Один из сотрудников охраны покинул помещение медблока, другой присел на табуретку у входной двери. Доктор ловко, как опытная медсестра, снял корсет с левого предплечья Анохина, разбинтовал повязку, затем, осмотрев хирургический шов, – кажется, он остался доволен результатами осмотра, – смазал участок кожи вокруг шва каким-то снадобьем и тут же соорудил новую повязку из эластичных бинтов.
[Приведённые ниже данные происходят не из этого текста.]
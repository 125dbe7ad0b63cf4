//! Application close codes for QUIC connections.
//!
//! The relay closes a connection with one of these codes so the client can
//! tell an authentication rejection apart from a server fault or a
//! replacement by a newer login.

use std::fmt;

/// Reason a connection was closed by the relay.
#[derive(Debug, Clone, Copy, PartialEq, Eq, Hash)]
pub enum CloseCode {
    /// Orderly close, or connection replaced by a newer login
    Normal,
    /// Server shutting down
    GoingAway,
    /// Authentication failed
    PolicyViolation,
    /// Unexpected server fault
    InternalError,
    /// Accept step failed or the relay is at capacity
    TryAgainLater,
    /// No heartbeat within the liveness timeout
    StaleConnection,
}

impl CloseCode {
    /// Every close code, in numeric order.
    pub const ALL: [Self; 6] = [
        Self::Normal,
        Self::GoingAway,
        Self::PolicyViolation,
        Self::InternalError,
        Self::TryAgainLater,
        Self::StaleConnection,
    ];

    /// Numeric application error code.
    #[must_use]
    pub const fn code(self) -> u32 {
        match self {
            Self::Normal => 1000,
            Self::GoingAway => 1001,
            Self::PolicyViolation => 1008,
            Self::InternalError => 1011,
            Self::TryAgainLater => 1013,
            Self::StaleConnection => 4000,
        }
    }

    /// Look up a close code by number.
    #[must_use]
    pub fn from_code(code: u32) -> Option<Self> {
        Self::ALL.into_iter().find(|c| c.code() == code)
    }

    /// Default reason text sent alongside the code.
    #[must_use]
    pub const fn default_reason(self) -> &'static str {
        match self {
            Self::Normal => "normal closure",
            Self::GoingAway => "going away",
            Self::PolicyViolation => "authentication failed",
            Self::InternalError => "internal error",
            Self::TryAgainLater => "try again later",
            Self::StaleConnection => "stale connection",
        }
    }
}

impl fmt::Display for CloseCode {
    fn fmt(&self, f: &mut fmt::Formatter<'_>) -> fmt::Result {
        write!(f, "{} ({})", self.code(), self.default_reason())
    }
}
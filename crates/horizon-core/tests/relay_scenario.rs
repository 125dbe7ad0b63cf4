//! End-to-end relay scenarios over in-memory sockets.

use std::time::Duration;

use horizon_core::{
    AdmissionError, AuthFailure, AuthMethod, Relay, RelayConfig, TokenRejection,
    testutil::{MockPeer, MockSink, SimEnv},
};
use horizon_proto::{CloseCode, ConnectRequest, Envelope, Message, kind};

type TestRelay = Relay<MockSink, SimEnv>;

fn relay(seed: u64) -> TestRelay {
    Relay::new(SimEnv::with_seed(seed), RelayConfig::default()).unwrap()
}

async fn join(relay: &TestRelay, identity: &str) -> (horizon_core::Admitted, MockPeer) {
    let token = relay.issue(identity).unwrap().token;
    let (sink, peer) = MockSink::pair();
    let admitted = relay.admit(&ConnectRequest::with_token(identity, token), sink).await.unwrap();
    (admitted, peer)
}

#[tokio::test(start_paused = true)]
async fn key_revocation_reaches_everyone_but_the_revoker() {
    let relay = relay(1);
    let (_, alice) = join(&relay, "did:example:alice").await;
    let (_, bob) = join(&relay, "did:example:bob").await;

    let delivered = relay.announce_key_revoked("did:example:alice").await;

    assert_eq!(delivered, 1);
    assert_eq!(alice.kinds(), vec![kind::WELCOME]);
    assert_eq!(bob.kinds(), vec![kind::WELCOME, kind::KEY_REVOKED]);

    let notice = bob.envelopes().pop().unwrap();
    let Message::KeyRevoked(revoked) = notice.message else { panic!("expected key_revoked") };
    assert_eq!(revoked.did, "did:example:alice");
    assert_eq!(revoked.message, "Public key has been revoked");
}

#[tokio::test(start_paused = true)]
async fn conversation_over_one_connection() {
    let relay = relay(2);
    let (admitted, peer) = join(&relay, "did:example:alice").await;
    let id = admitted.id;

    for raw in [
        br#"{"type":"ping","data":{"timestamp":"t0"}}"#.as_slice(),
        br#"{"type":"status","data":{}}"#,
        br#"{"type":"chat","data":{"ciphertext":"abc"},"timestamp":"t1"}"#,
        b"{broken",
    ] {
        relay.handle_frame("did:example:alice", id, raw).await.unwrap();
    }

    assert_eq!(
        peer.kinds(),
        vec![kind::WELCOME, kind::PONG, kind::STATUS, kind::ECHO, kind::ERROR]
    );

    let envelopes = peer.envelopes();
    let Message::Status(status) = &envelopes[2].message else { panic!("expected status") };
    assert!(status.connected);
    assert_eq!(status.identity, "did:example:alice");

    let echo = envelopes[3].to_json().unwrap();
    let echo: serde_json::Value = serde_json::from_slice(&echo).unwrap();
    assert_eq!(echo["data"]["ciphertext"], "abc");
}

#[tokio::test(start_paused = true)]
async fn reconnect_replaces_previous_socket() {
    let relay = relay(3);
    let (first, first_peer) = join(&relay, "did:example:alice").await;
    let (second, second_peer) = join(&relay, "did:example:alice").await;

    assert_eq!(first_peer.close_code(), Some(CloseCode::Normal));
    assert_eq!(relay.connection_count().await, 1);

    // The old read loop ending must not take the new connection down.
    assert!(!relay.release("did:example:alice", first.id).await);
    assert!(relay.deliver("did:example:alice", &Envelope::from(Message::Echo(serde_json::json!({})))).await);
    assert_eq!(second_peer.kinds(), vec![kind::WELCOME, kind::ECHO]);

    assert!(relay.release("did:example:alice", second.id).await);
    assert_eq!(relay.connection_count().await, 0);
}

#[tokio::test(start_paused = true)]
async fn revoked_and_blacklisted_tokens_cannot_connect() {
    let relay = relay(4);
    let revoked = relay.issue("did:a").unwrap().token;
    let blacklisted = relay.issue("did:a").unwrap().token;
    assert!(relay.revoke_token(&revoked));
    assert!(relay.blacklist_token(&blacklisted));

    for (token, rejection) in
        [(revoked, TokenRejection::Revoked), (blacklisted, TokenRejection::Blacklisted)]
    {
        let (sink, peer) = MockSink::pair();
        let err = relay.admit(&ConnectRequest::with_token("did:a", token), sink).await.unwrap_err();
        assert_eq!(err, AdmissionError::Unauthenticated(AuthFailure::Token(rejection)));
        assert!(peer.frames().is_empty());
    }
    assert_eq!(relay.connection_count().await, 0);
}

#[tokio::test(start_paused = true)]
async fn signature_admission() {
    let relay = relay(5);
    let signed = relay.credentials().sign_identity("did:a").unwrap();
    let (sink, _peer) = MockSink::pair();

    let admitted = relay
        .admit(&ConnectRequest::with_signature("did:a", signed.signature, signed.timestamp), sink)
        .await
        .unwrap();

    assert_eq!(admitted.method, AuthMethod::Signature);
    assert!(relay.connected_identities().await.contains("did:a"));
}

#[tokio::test(start_paused = true)]
async fn silent_peer_is_evicted_while_chatty_peer_survives() {
    let relay = relay(6);
    let (_, silent) = join(&relay, "did:silent").await;
    let (chatty, chatty_peer) = join(&relay, "did:chatty").await;
    let tasks = relay.start();

    for _ in 0..4 {
        tokio::time::sleep(Duration::from_secs(30)).await;
        relay.handle_frame("did:chatty", chatty.id, br#"{"type":"heartbeat"}"#).await.unwrap();
    }
    tokio::time::sleep(Duration::from_secs(1)).await;

    assert_eq!(silent.close_code(), Some(CloseCode::StaleConnection));
    assert!(!chatty_peer.is_closed());
    assert!(chatty_peer.kinds().iter().filter(|k| *k == kind::HEARTBEAT).count() >= 3);
    assert_eq!(relay.connected_identities().await.len(), 1);

    tasks.stop().await;
    relay.shutdown().await;
    assert_eq!(chatty_peer.close_code(), Some(CloseCode::GoingAway));
}
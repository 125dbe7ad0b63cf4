//! Fuzz target for inbound envelope handling
//!
//! Feeds arbitrary bytes through the same path a client frame takes after
//! admission: JSON envelope decoding and the inbound dispatch.
//!
//! # Invariants
//!
//! - Decoding never panics; invalid input is an error
//! - Every non-heartbeat frame gets exactly one reply
//! - Every reply re-encodes into a valid frame

#![no_main]

use horizon_core::handle_inbound;
use horizon_proto::{Envelope, decode_frame};
use libfuzzer_sys::fuzz_target;

fuzz_target!(|data: &[u8]| {
    let _ = Envelope::from_json(data);

    let outcome = handle_inbound("did:fuzz", data, "2024-01-01T00:00:00.000000Z");
    assert!(
        outcome.refresh_heartbeat != outcome.reply.is_some(),
        "a frame must either refresh liveness or be answered"
    );

    if let Some(reply) = outcome.reply {
        let frame = reply.to_frame().expect("replies must encode");
        let (payload, rest) = decode_frame(&frame).expect("encoded frame must decode");
        assert!(rest.is_empty());
        Envelope::from_json(payload).expect("reply must decode");
    }
});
Покончив с этим, медик прикрепил к его обнаженному торсу, к височным долям черепа и к указательному пальцу левой руки с полдюжины датчиков на присосках, соединенных проводами с диагностической аппаратурой. Когда он нажал одну из клавишей на пульте управления медтерминалом, из невидимых динамиков полилась мягкая музыка (что-то знакомое на слух, в исполнении классического оркестра). И если бы не охранник с дубинкой и пистолетом в поясной кобуре, можно было бы даже представить себе на минутку, что ты находишься в какой-нибудь крутой частной клинике.
В какой-то момент доктор переместился так, что охранник теперь мог видеть лишь его спину, плюс к этому он еще и загораживал лицо и верхнюю часть торса литерного заключенного «B-10».